The truck driver gave up around four and turned into a seaside motel that announced itself in a smear of pink light as The Last Wave. Deprived of my scout, I slowed even more and watched the world grow dark. Above the glow of Alice's instrument lights, Uncle Lo smiled at me from wherever he was, safe on a dead man's papers. I switched off the news and found some rock and roll, loud and mindlessly busy, and daydreamed about the next time I'd meet Lo. Like the truck driver, he'd guided me into the fog and then disappeared. I couldn't seem to remember a time when it wasn't foggy.

I punched up the news again at six-thirty as I turned into Topanga Canyon, and got a story about the Feds busting a ship in San Pedro, the Caroline B., operating on a warrant based on an anonymous tip. Nine people, all Taiwanese nationals, taken into custody, no names. Part of an international ring smuggling Mainland Chinese into the country. The word "slaves" was used four times. In a related story, the good folks living next to the safe houses had suddenly realized there'd been something strange going on and stepped forward eagerly to tell lurid tales of broken-spirited young women being herded in and out. It made me feel good enough to stop at the Fernwood Market and grab a six-pack.
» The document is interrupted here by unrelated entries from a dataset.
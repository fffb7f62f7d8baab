use std::{path::PathBuf, time::Instant};

use anyhow::{Context, Result};
use bnn::{
    binarize, codec, generate_weights, load_input_rows, load_train_data, predict_rows, random_seed, Activation,
    BackendKind, Network, SnapshotWriter, TrainConfig, Trainer, TrainingObserver, WeightsOrigin, WeightsSnapshot,
};
use clap::{Parser, Subcommand};
use tracing::Level;
use tracing_subscriber::FmtSubscriber;

mod console;

/// Generate seeded random weights for a network
#[derive(Parser, Debug)]
#[clap(author, version, about, long_about = None)]
struct InitWeights {
    /// Number of input values
    #[clap(long)]
    input: usize,
    /// Number of hidden layer neurons
    #[clap(long)]
    hidden: usize,
    /// Number of output values
    #[clap(long)]
    output: usize,
    /// Seed for deterministic generation, random when omitted
    #[clap(short, long)]
    seed: Option<u64>,
    /// Where to write the weights, stdout when omitted
    #[clap(long)]
    output_file: Option<PathBuf>,
}

impl InitWeights {
    fn exec(self) -> Result<()> {
        let seed = self.seed.unwrap_or_else(random_seed);
        let weights = generate_weights(self.input, self.hidden, self.output, seed)?;
        match self.output_file {
            Some(path) => {
                console::info(&format!("Seed: {}", seed));
                codec::save(&path, &weights).with_context(|| format!("cannot write weights to {}", path.display()))?;
                console::success(&format!("Weights written to {}", path.display()));
            }
            None => {
                // stdout carries the weights file itself
                eprintln!("Seed: {}", seed);
                print!("{}", codec::serialize(&weights));
            }
        }
        Ok(())
    }
}

/// Train a network on a dataset, saving every improvement
#[derive(Parser, Debug)]
#[clap(author, version, about, long_about = None)]
struct Train {
    /// Training dataset file
    #[clap(short, long)]
    data_file: PathBuf,
    /// Initial weights file, generated from the seed when omitted
    #[clap(short, long)]
    weights_file: Option<PathBuf>,
    /// Hidden layer size; taken from the weights file when one is given
    #[clap(long)]
    hidden: Option<usize>,
    #[clap(short = 'e', long)]
    max_epochs: Option<usize>,
    #[clap(short, long)]
    learning_rate: Option<f64>,
    #[clap(short, long)]
    seed: Option<u64>,
    /// sigmoid, relu, tanh, signedRoot or cubeRoot
    #[clap(short, long, value_parser)]
    activation: Option<Activation>,
    /// sequential, parallel or gpu
    #[clap(short, long, value_parser)]
    backend: Option<BackendKind>,
    /// Thread count of the parallel backend, 0 for all cores
    #[clap(long)]
    threads: Option<usize>,
    /// Prefix of the snapshot and parameters files
    #[clap(long)]
    output_prefix: Option<String>,
    /// Do not write a weights file on every improvement
    #[clap(long)]
    disable_improvement_weights: bool,
    /// YAML file with training settings; flags override its values
    #[clap(short, long)]
    config: Option<PathBuf>,
    /// Write a JSON summary of the run to this file
    #[clap(long)]
    report: Option<PathBuf>,
}

impl Train {
    fn config(&self) -> Result<TrainConfig> {
        let mut config = match &self.config {
            Some(path) => TrainConfig::load(path).with_context(|| format!("cannot load config {}", path.display()))?,
            None => TrainConfig::default(),
        };
        if let Some(hidden) = self.hidden {
            config.hidden = hidden;
        }
        if let Some(max_epochs) = self.max_epochs {
            config.max_epochs = max_epochs;
        }
        if let Some(learning_rate) = self.learning_rate {
            config.learning_rate = learning_rate;
        }
        if let Some(seed) = self.seed {
            config.seed = Some(seed);
        }
        if let Some(activation) = self.activation {
            config.activation = activation;
        }
        if let Some(backend) = self.backend {
            config.backend = backend;
        }
        if let Some(threads) = self.threads {
            config.threads = threads;
        }
        if let Some(prefix) = &self.output_prefix {
            config.output_prefix = prefix.clone();
        }
        if self.disable_improvement_weights {
            config.save_improvements = false;
        }
        config.validate()?;
        Ok(config)
    }

    fn exec(self) -> Result<()> {
        let mut config = self.config()?;

        console::info(&format!(
            "Training with a max of {} epochs at learning rate {}, {} activation on the {} backend...",
            config.max_epochs, config.learning_rate, config.activation, config.backend
        ));

        let data = load_train_data(&self.data_file)
            .with_context(|| format!("cannot read training data from {}", self.data_file.display()))?;
        console::info(&format!(
            "Training data: {} samples, {} inputs, {} outputs.",
            data.samples(),
            data.inputs(),
            data.outputs()
        ));

        let (weights, origin) = match &self.weights_file {
            Some(path) => {
                let weights =
                    codec::load(path).with_context(|| format!("cannot read weights from {}", path.display()))?;
                if self.hidden.map_or(false, |h| h != weights.hidden()) {
                    console::warning(&format!("Using {} hidden neurons from the weights file.", weights.hidden()));
                }
                config.hidden = weights.hidden();
                console::info(&format!("Initial weights loaded from file: {}.", path.display()));
                (weights, WeightsOrigin::File(path.clone()))
            }
            None => {
                let seed = config.seed.unwrap_or_else(random_seed);
                config.seed = Some(seed);
                console::info(&format!("Initial weights generated using seed {}.", seed));
                (generate_weights(data.inputs(), config.hidden, data.outputs(), seed)?, WeightsOrigin::Seed(seed))
            }
        };
        println!();

        let mut writer = config
            .save_improvements
            .then(|| SnapshotWriter::new(".", config.output_prefix.as_str(), config.max_epochs));
        if let Some(writer) = &writer {
            writer.write_parameters(&origin, &config).context("cannot write the parameters file")?;
        }

        let network = Network::with_backend(weights, config.activation, config.backend.create(config.threads)?);
        let started = Instant::now();
        let report = Trainer::new(&data, network, config.learning_rate, config.max_epochs)
            .with_observer(|snapshot: &WeightsSnapshot| {
                println!("{} errors at epoch {}", snapshot.errors, snapshot.epoch);
                match writer.as_mut() {
                    Some(writer) => writer.on_epoch_improved(snapshot),
                    None => Ok(()),
                }
            })
            .run()?;
        let elapsed = started.elapsed().as_secs_f64();
        println!();

        if let Some(path) = &self.report {
            let json = serde_json::to_string_pretty(&report.summary())?;
            std::fs::write(path, json).with_context(|| format!("cannot write report to {}", path.display()))?;
        }

        match report.epoch_zero_errors() {
            Some(_) => console::success(&format!(
                "Network trained successfully in {} epochs with a duration of {:.3} seconds.",
                report.epochs_executed(),
                elapsed
            )),
            None => console::error(
                &format!(
                    "Network training completed after {} epochs with {} errors and a duration of {:.3} seconds.",
                    report.epochs_executed(),
                    report.min_errors(),
                    elapsed
                ),
                false,
            ),
        }
        Ok(())
    }
}

/// Run a trained network over a file of input rows
#[derive(Parser, Debug)]
#[clap(author, version, about, long_about = None)]
struct Predict {
    /// Input rows, one sample per line
    #[clap(short, long)]
    data_file: PathBuf,
    #[clap(short, long)]
    weights_file: PathBuf,
    /// Also write the outputs here, one line per sample
    #[clap(short, long)]
    output_file: Option<PathBuf>,
    /// Map outputs to 0 or 1 with a 0.5 threshold
    #[clap(long)]
    binarize_output: bool,
    #[clap(short, long, value_parser, default_value = "sigmoid")]
    activation: Activation,
    #[clap(short, long, value_parser, default_value = "sequential")]
    backend: BackendKind,
}

impl Predict {
    fn exec(self) -> Result<()> {
        console::info("Loading data and weights...");
        let rows = load_input_rows(&self.data_file)
            .with_context(|| format!("cannot read input rows from {}", self.data_file.display()))?;
        let weights = codec::load(&self.weights_file)
            .with_context(|| format!("cannot read weights from {}", self.weights_file.display()))?;

        println!();
        console::info(&format!("Generating predictions with {} activation...", self.activation));
        println!();

        let outputs = predict_rows(&weights, self.activation, self.backend, &rows)?;
        let binarized: Option<Vec<Vec<f64>>> = self
            .binarize_output
            .then(|| outputs.iter().map(|row| row.iter().map(|v| binarize(*v)).collect()).collect());

        print!("{}", console::prediction_table(&rows, &outputs, binarized.as_deref()));

        if let Some(path) = &self.output_file {
            let written = binarized.as_ref().unwrap_or(&outputs);
            let text: Vec<String> = written
                .iter()
                .map(|row| row.iter().map(|v| v.to_string()).collect::<Vec<_>>().join(" "))
                .collect();
            std::fs::write(path, text.join("\n") + "\n")
                .with_context(|| format!("cannot write predictions to {}", path.display()))?;
        }
        Ok(())
    }
}

#[derive(Subcommand, Debug)]
enum SubCommand {
    InitWeights(InitWeights),
    Train(Train),
    Predict(Predict),
}

/// Two-layer backpropagation network
#[derive(Parser, Debug)]
#[clap(author, version, about, long_about = None)]
struct Cli {
    /// trace, debug, info, warn or error
    #[clap(long, global = true, default_value = "warn")]
    log_level: Level,
    #[clap(subcommand)]
    command: SubCommand,
}

fn main() {
    let cli = Cli::parse();

    let subscriber = FmtSubscriber::builder()
        .with_max_level(cli.log_level)
        .with_writer(std::io::stderr)
        .finish();
    if let Err(e) = tracing::subscriber::set_global_default(subscriber) {
        console::warning(&format!("logging disabled: {}", e));
    }

    let result = match cli.command {
        SubCommand::InitWeights(init) => init.exec(),
        SubCommand::Train(train) => train.exec(),
        SubCommand::Predict(predict) => predict.exec(),
    };

    if let Err(e) = result {
        console::error(&format!("{:#}", e), true);
        std::process::exit(1);
    }
}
It was close to seven and already completely dark, the night black and fog-muffled, when I climbed out of Alice and scaled the driveway. I whistled for Bravo, but he was probably off disrupting the agendas of the local coyotes. Ready for a shower and sixteen hours' sleep, I felt my way to the door and opened it and then stepped inside and switched on the light.

The first thing I saw, sitting on the stool in front of my computer, was Mrs. Summerson, looking dazed and large and empty and frail. The second thing I saw was Charlie Wah.